Segment Open

impl NormalizePipeline {
    /// Create a pipeline from planner configuration with default options
    pub fn new(config: &PlannerConfig) -> Result<Self> {
        let options = NormalizeOptions {
            assign_service_areas: config.batch.assign_service_areas,
            ..NormalizeOptions::default()
        };
        Self::with_options(config, options)
    }

    /// Create a pipeline with explicit options
    pub fn with_options(config: &PlannerConfig, options: NormalizeOptions) -> Result<Self> {
        let enricher = VisitEnricher::new(&config.normalizer)
            .context("Failed to build visit enricher")?;

        let synthesizer: Option<Box<dyn StatusSynthesizer>> =
            if config.normalizer.synthesize_missing_status {
                Some(Box::new(IndexedFixtureStrategy))
            } else {
                None
            };

        Ok(Self {
            normalizer: config.normalizer.clone(),
            service_areas: config.service_areas.clone(),
            options,
            enricher,
            synthesizer,
        })
    }

    /// Replace the fixture strategy used for status-less rows
    pub fn with_synthesizer(mut self, synthesizer: Option<Box<dyn StatusSynthesizer>>) -> Self {
        self.synthesizer = synthesizer;
        self
    }

    pub fn service_areas(&self) -> &[ServiceArea] {
        &self.service_areas
    }

    /// Normalize one visit row. `index` is the row's position in its collection.
    pub fn normalize_visit(&self, row: RawVisitRow, index: usize) -> Visit {
        self.build_visit(row, index).0
    }

    /// Normalize an in-memory collection of visit rows
    pub fn normalize_visits(&self, rows: Vec<RawVisitRow>) -> Vec<Visit> {
        rows.into_iter()
            .enumerate()
            .map(|(index, row)| self.normalize_visit(row, index))
            .collect()
    }

    /// Normalize one employee row
    pub fn normalize_employee(&self, row: &RawEmployeeRow) -> Employee {
        let transport_mode = row.transport_mode.as_deref().and_then(|mode| {
            mode.parse::<TransportMode>()
                .map_err(|e| log::debug!("Employee {}: {}", row.id, e))
                .ok()
        });

        Employee {
            id: row.id.clone(),
            name: row.name.clone(),
            role: row.role.clone(),
            transport_mode,
            service_area_id: row.service_area_id.clone(),
            extra: row.extra.clone(),
        }
    }

    /// Normalize a parsed data file
    pub fn process(&self, dataset: DatasetFile) -> NormalizeResult {
        let DatasetFile {
            events,
            resources,
            assignments,
            other,
        } = dataset;

        let (mut visit_rows, events) = split_section(events);
        let (mut employee_rows, resources) = split_section(resources);
        let (assignment_rows, assignments) = split_section(assignments);

        if self.options.assign_service_areas {
            self.assign_areas(&mut visit_rows, &mut employee_rows);
        }

        let mut stats = NormalizeStats::default();
        let visits: Vec<Visit> = visit_rows
            .into_iter()
            .enumerate()
            .map(|(index, row)| {
                let (visit, source) = self.build_visit(row, index);
                stats.record(source);
                visit
            })
            .collect();

        let employees: Vec<Employee> = employee_rows
            .iter()
            .map(|row| self.normalize_employee(row))
            .collect();

        let links: Vec<Assignment> = assignment_rows
            .iter()
            .filter_map(RawAssignmentRow::to_assignment)
            .collect();
        stats.incomplete_assignments = assignment_rows.len() - links.len();
        if stats.incomplete_assignments > 0 {
            log::warn!(
                "Ignoring {} assignment rows without an event or resource",
                stats.incomplete_assignments
            );
        }

        let validation = if self.options.validate {
            DatasetValidator::validate(&visits, &employees, &self.service_areas)
        } else {
            ValidationResult::new()
        };

        log::debug!(
            "Normalized {} visits ({} legacy, {} canonical, {} synthesized, {} defaulted), {} employees, {} assignments",
            visits.len(),
            stats.legacy_migrated,
            stats.canonical,
            stats.synthesized,
            stats.defaulted,
            employees.len(),
            links.len()
        );

        NormalizeResult {
            visits,
            employees,
            assignments: links,
            validation,
            stats,
            frame: DatasetFrame {
                other,
                events,
                resources,
                assignments,
                employee_rows,
                assignment_rows,
            },
        }
    }

    /// Normalize a data file given as a JSON string
    pub fn process_json_str(&self, json_str: &str) -> Result<NormalizeResult> {
        let dataset = json_parser::parse_dataset_json_str(json_str)
            .context("Failed to parse dataset JSON")?;
        Ok(self.process(dataset))
    }

    /// Normalize a data file on disk
    pub fn process_file(&self, path: &Path) -> Result<NormalizeResult> {
        let dataset = json_parser::parse_dataset_json(path)?;
        Ok(self.process(dataset))
    }

    fn build_visit(&self, mut row: RawVisitRow, index: usize) -> (Visit, StatusSource) {
        let status = resolve_status(
            &row,
            index,
            self.normalizer.legacy_priority(),
            self.synthesizer.as_deref(),
        );
        let attributes = self.enricher.enrich(&mut row);

        let visit = Visit {
            id: row.id,
            name: row.name,
            required_role: row.required_role,
            required_skills: attributes.required_skills,
            task_notes: row.task_notes,
            base_status: status.base,
            overlays: status.overlays,
            priority: status.priority,
            recurrence: attributes.recurrence,
            category: attributes.category,
            staffing_type: attributes.staffing_type,
            pinned: row.pinned.unwrap_or(false),
            movable: attributes.movable,
            service_area_id: row.service_area_id,
            extra: row.extra,
        };
        (visit, status.source)
    }

    fn assign_areas(&self, visits: &mut [RawVisitRow], employees: &mut [RawEmployeeRow]) {
        for (index, row) in employees.iter_mut().enumerate() {
            if let Some(area) = round_robin_area(&self.service_areas, index) {
                row.service_area_id = Some(area.id.clone());
                stamp_area(&mut row.extra, area);
            }
        }
        for (index, row) in visits.iter_mut().enumerate() {
            if let Some(area) = round_robin_area(&self.service_areas, index) {
                row.service_area_id = Some(area.id.clone());
                stamp_area(&mut row.extra, area);
            }
        }
    }
}

fn split_section<T>(
    section: Option<json_parser::RowSection<T>>,
) -> (Vec<T>, Option<Map<String, Value>>) {
    match section {
        Some(section) => (section.rows, Some(section.other)),
        None => (Vec::new(), None),
    }
}

fn stamp_area(extra: &mut Map<String, Value>, area: &ServiceArea) {
    extra.insert("serviceAreaName".to_string(), Value::String(area.name.clone()));
    match &area.color {
        Some(color) => extra.insert("serviceAreaColor".to_string(), Value::String(color.clone())),
        None => extra.remove("serviceAreaColor"),
    };
}

/// Normalize a data file with the given configuration
pub fn normalize_dataset(path: &Path, config: &PlannerConfig) -> Result<NormalizeResult> {
    NormalizePipeline::new(config)?.process_file(path)
}

#[cfg(test)]
mod tests {
    use super::*;
    use crate::core::domain::{BaseStatus, Priority, RecordId, Recurrence};

    fn pipeline() -> NormalizePipeline {
        NormalizePipeline::new(&PlannerConfig::default()).unwrap()
    }

    const DATASET: &str = r#"{
        "success": true,
        "resources": { "rows": [
            { "id": 1, "name": "Anna", "transportMode": "Bil" },
            { "id": 2, "name": "Erik", "transportMode": "Segway" }
        ] },
        "events": { "rows": [
            { "id": 1, "name": "Insulin", "visitStatus": "priority",
              "taskNotes": "Insulin för Sven. Kräver: Medicin, Insulin." },
            { "id": 2, "name": "Städning", "visitStatus": "cancelled", "movable": true },
            { "id": 3, "name": "Sällskap" }
        ], "syncDataOnLoad": false },
        "assignments": { "rows": [
            { "id": 1, "event": 1, "resource": 2 },
            { "id": 2, "event": 3 }
        ] }
    }"#;

    #[test]
    fn test_process_dataset() {
        let result = pipeline().process_json_str(DATASET).unwrap();

        assert_eq!(result.visits.len(), 3);
        assert_eq!(result.employees.len(), 2);
        assert_eq!(result.assignments.len(), 1);
        assert_eq!(result.stats.legacy_migrated, 2);
        assert_eq!(result.stats.synthesized, 1);
        assert_eq!(result.stats.incomplete_assignments, 1);

        let insulin = &result.visits[0];
        assert_eq!(insulin.priority, Priority::new(7));
        assert_eq!(insulin.recurrence, Some(Recurrence::Daily));
        assert!(!insulin.movable);
        assert_eq!(insulin.required_skills, vec!["Medicin", "Insulin"]);

        let cleaning = &result.visits[1];
        assert!(cleaning.is_cancelled());
        assert_eq!(cleaning.base_status, BaseStatus::Optional);
        assert!(cleaning.movable);

        // Index 2: mandatory under the fixture ratio, cancelled (2 % 20 == 2)
        let company = &result.visits[2];
        assert!(company.is_mandatory());
        assert!(company.is_cancelled());
        assert_eq!(company.recurrence, None);
    }

    #[test]
    fn test_employee_transport_modes() {
        let result = pipeline().process_json_str(DATASET).unwrap();
        assert_eq!(result.employees[0].transport_mode, Some(TransportMode::Car));
        assert_eq!(result.employees[1].transport_mode, None);
        assert_eq!(result.validation.stats.employees_without_transport, 1);
    }

    #[test]
    fn test_document_round_trip_is_stable() {
        let first = pipeline().process_json_str(DATASET).unwrap().to_document();
        let text = serde_json::to_string_pretty(&first).unwrap();
        let second = pipeline().process_json_str(&text).unwrap().to_document();
        assert_eq!(first, second);
    }

    #[test]
    fn test_document_keeps_unknown_keys() {
        let doc = pipeline().process_json_str(DATASET).unwrap().to_document();
        assert_eq!(doc["success"], true);
        assert_eq!(doc["events"]["syncDataOnLoad"], false);
        assert_eq!(doc["resources"]["rows"][0]["transportMode"], "Bil");
        assert_eq!(doc["assignments"]["rows"][0]["resource"], 2);

        let visit = &doc["events"]["rows"][0];
        assert!(visit.get("visitStatus").is_none());
        assert_eq!(visit["isOptional"], true);
        assert_eq!(visit["priority"], 7);
        assert_eq!(visit["visitRecurrence"], "daily");
    }

    #[test]
    fn test_missing_sections_not_invented() {
        let doc = pipeline()
            .process_json_str(r#"{ "events": { "rows": [ { "id": 1 } ] } }"#)
            .unwrap()
            .to_document();
        assert!(doc.get("resources").is_none());
        assert!(doc.get("assignments").is_none());
    }

    #[test]
    fn test_without_synthesis() {
        let mut config = PlannerConfig::default();
        config.normalizer.synthesize_missing_status = false;
        let result = NormalizePipeline::new(&config)
            .unwrap()
            .process_json_str(DATASET)
            .unwrap();
        let company = &result.visits[2];
        assert!(company.is_optional());
        assert!(!company.is_cancelled());
        assert_eq!(result.stats.defaulted, 1);
    }

    #[test]
    fn test_assign_service_areas() {
        let options = NormalizeOptions {
            validate: true,
            assign_service_areas: true,
        };
        let result = NormalizePipeline::with_options(&PlannerConfig::default(), options)
            .unwrap()
            .process_json_str(DATASET)
            .unwrap();

        let areas: Vec<_> = result
            .visits
            .iter()
            .map(|v| v.service_area_id.clone().unwrap())
            .collect();
        assert_eq!(areas, vec!["area-1", "area-2", "area-3"]);
        assert_eq!(result.employees[1].service_area_id.as_deref(), Some("area-2"));
        assert_eq!(result.visits[0].extra["serviceAreaName"], "Västra");
        assert_eq!(result.validation.stats.missing_service_area, 0);
    }

    #[test]
    fn test_normalize_in_memory_rows() {
        let rows = json_parser::parse_visit_rows_str(
            r#"[ { "id": 1, "isMandatory": true }, { "id": 2, "visitStatus": "optional" } ]"#,
        )
        .unwrap();
        let visits = pipeline().normalize_visits(rows);
        assert!(visits[0].is_mandatory());
        assert!(visits[1].is_optional());
        assert_eq!(visits[1].id, RecordId::Int(2));
    }

    #[test]
    fn test_into_snapshot() {
        let result = pipeline().process_json_str(DATASET).unwrap();
        let snapshot = result.into_snapshot(crate::config::default_service_areas());
        assert_eq!(snapshot.assignment_count(&RecordId::Int(1)), 1);
        assert!(snapshot.is_unplanned(&RecordId::Int(3)));
    }
}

Segment Closed

What the task requires – Write only the number of lines in the records that contain the string "canonical".

Written reply – 2